Danny meets Hannah Ashworth (Emma Rigby) at the SU Bar and both are instantly attracted to each other. With encouragement from Sarah, Nancy and Beth Clement (Sinéad Moynihan), Hannah offers Danny her phone number. They begin with a passionate kiss behind the bike sheds at HCC. While Justin and Danny are attempting to turn on the Christmas lights for the village, Danny is electrocuted and causes a blackout. He recovers almost immediately, and goes to The Dog with Hannah, Katy and Justin. He joins Justin and Katy in a drinking game which involved shoveling crushed crisps down their throat, unaware that Hannah is struggling from eating disorders. When Hannah refuses to participate, Danny asks if she is on a diet, causing Hannah to flee to the toilets. Justin forces a reluctant Katy to go after Hannah, and informs Danny of Hannah's eating disorders. When Hannah returns, Danny supports her and apologises for his comments. Hannah later asks Danny out again and the two went to Il Gnosh. Danny decides it would be romantic if they ordered spaghetti and met in the middle like in the animated film, Lady and the Tramp, holding a forkful of pasta to Hannah's face. This reminds Hannah of when her brother Josh Ashworth (Sonny Flood) force-fed her during her anorexia nervosa, causing her panic and flee. After reconciling, Danny's ex-fiancée, Michelle, arrives in the village. It transpires that Danny told Michelle he was leaving to join the army, unable to officially separate from her. Hannah manages to handle herself when Michelle brands her "Barbie", but wonders what other lies Danny has told. Danny and Hannah later make up at Sarah's house party. Danny later dumps Hannah again when he accuses her of taking things too slow. Hannah is crushed and tries to accept it initially, but discovering that the real reason is because her father Neville Ashworth (Jim Millea) dislikes Danny was because he is black, Hannah reconciles with Danny. Danny backs out of the relationship once more, causing her to have a relapse in her recovery from anorexia. This makes Danny realise that he wants to be with Hannah and support her in her recovery, and so they reconcile once again.

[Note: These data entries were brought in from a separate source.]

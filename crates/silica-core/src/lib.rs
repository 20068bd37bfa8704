//! Silica core — the agent orchestration engine for an autonomous RTL
//! design pipeline.
//!
//! ## The loop
//! - `AgentLoop` — ReAct iteration: stream the model, dispatch tools,
//!   persist turns, stop on completion or bounds
//! - `LoopEvent` — the per-turn event vocabulary every transport consumes
//! - `ToolExecutor` — visibility, validation, session-bound dispatch
//!
//! ## Services
//! - `SessionManager` — lifecycle, per-transport cursors, history, usage
//! - `Workspace` — path-confined per-session filesystem view
//! - `JobSupervisor` — async synthesis runs with stuck detection
//! - `ToolRegistry` — one declaration per tool, exported to every transport
//! - `EventBus` — bounded fan-out of loop events to subscribers
//! - `McpServer` — the tool-protocol transport

pub mod agent;
pub mod ai;
pub mod bus;
pub mod config;
pub mod error;
pub mod mcp;
pub mod process;
pub mod prompt;
pub mod session;
pub mod spec;
pub mod storage;
pub mod synth;
pub mod tools;
pub mod verif;
pub mod workspace;

pub use agent::{AgentLoop, AgentServices, LoopEvent, ToolExecutor};
pub use bus::EventBus;
pub use config::CoreConfig;
pub use error::{CoreError, Result};
pub use session::SessionManager;
pub use synth::JobSupervisor;
pub use tools::ToolRegistry;
pub use workspace::Workspace;

use std::sync::Arc;

use ai::{HttpModelClient, ModelClient, ModelClientConfig};
use tools::registry::FilterMode;
use tools::implementations::register_all_tools;

/// Fully wired core: every service the transports need, built from one
/// config. The server and CLI both start here.
pub struct Core {
    pub config: Arc<CoreConfig>,
    pub sessions: Arc<SessionManager>,
    pub registry: Arc<ToolRegistry>,
    pub jobs: Arc<JobSupervisor>,
    pub bus: Arc<EventBus>,
    pub executor: Arc<ToolExecutor>,
    pub agent: Arc<AgentLoop>,
}

impl Core {
    /// Assemble the core with the given model client.
    pub async fn new(config: CoreConfig, model: Arc<dyn ModelClient>) -> Result<Self> {
        let config = Arc::new(config);
        std::fs::create_dir_all(config.workspace_root())?;

        let sessions = Arc::new(SessionManager::new(
            config.db_path(),
            config.workspace_root(),
        ));
        let default_filter = match config.default_filter {
            config::DefaultFilter::All => FilterMode::All,
            config::DefaultFilter::Essential => FilterMode::Essential,
        };
        let registry = Arc::new(ToolRegistry::new(default_filter));
        register_all_tools(&registry).await;

        let jobs = Arc::new(JobSupervisor::new(config.clone()));
        let bus = Arc::new(EventBus::new());
        let executor = Arc::new(ToolExecutor {
            registry: registry.clone(),
            sessions: sessions.clone(),
            jobs: jobs.clone(),
            bus: bus.clone(),
            config: config.clone(),
        });
        let agent = Arc::new(AgentLoop::new(AgentServices {
            model,
            executor: executor.clone(),
            sessions: sessions.clone(),
            bus: bus.clone(),
            config: config.clone(),
        }));

        Ok(Self {
            config,
            sessions,
            registry,
            jobs,
            bus,
            executor,
            agent,
        })
    }

    /// Assemble the core with the HTTP model client from the config.
    pub async fn from_config(config: CoreConfig) -> Result<Self> {
        let client = HttpModelClient::new(ModelClientConfig::new(
            &config.model,
            &config.llm_base_url,
            &config.llm_api_key,
        ));
        Self::new(config, Arc::new(client)).await
    }

    pub fn mcp_server(&self) -> mcp::McpServer {
        mcp::McpServer::new(
            self.executor.clone(),
            self.sessions.clone(),
            self.config.clone(),
        )
    }
}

However, following a drunken evening at The Dog with Nancy, Hannah is accompanied home by Darren. When Hannah is fixing her top, Darren takes an incriminating photograph of her on his mobile phone to convince Mercedes that he has slept with her and win a bet. Mercedes does not believe Darren but sends the photo to Danny, who punches Darren and dumps a bewildered Hannah, who has no memory of the photo being taken, and has sex with Mercedes. Danny later leaves the village to find his mother, Valerie, in Spain.

==Reception==
Virgin Media say that while the character did caused some tense situations, Danny did have "a good heart". Charlotte Tutton from OK! wrote how Danny quickly became the "show's biggest heartthrob" who spent "months wooing Hannah", and also wrote that, despite only being on the soap for a year, Danny "is still one of the most memorable characters the soap has ever seen".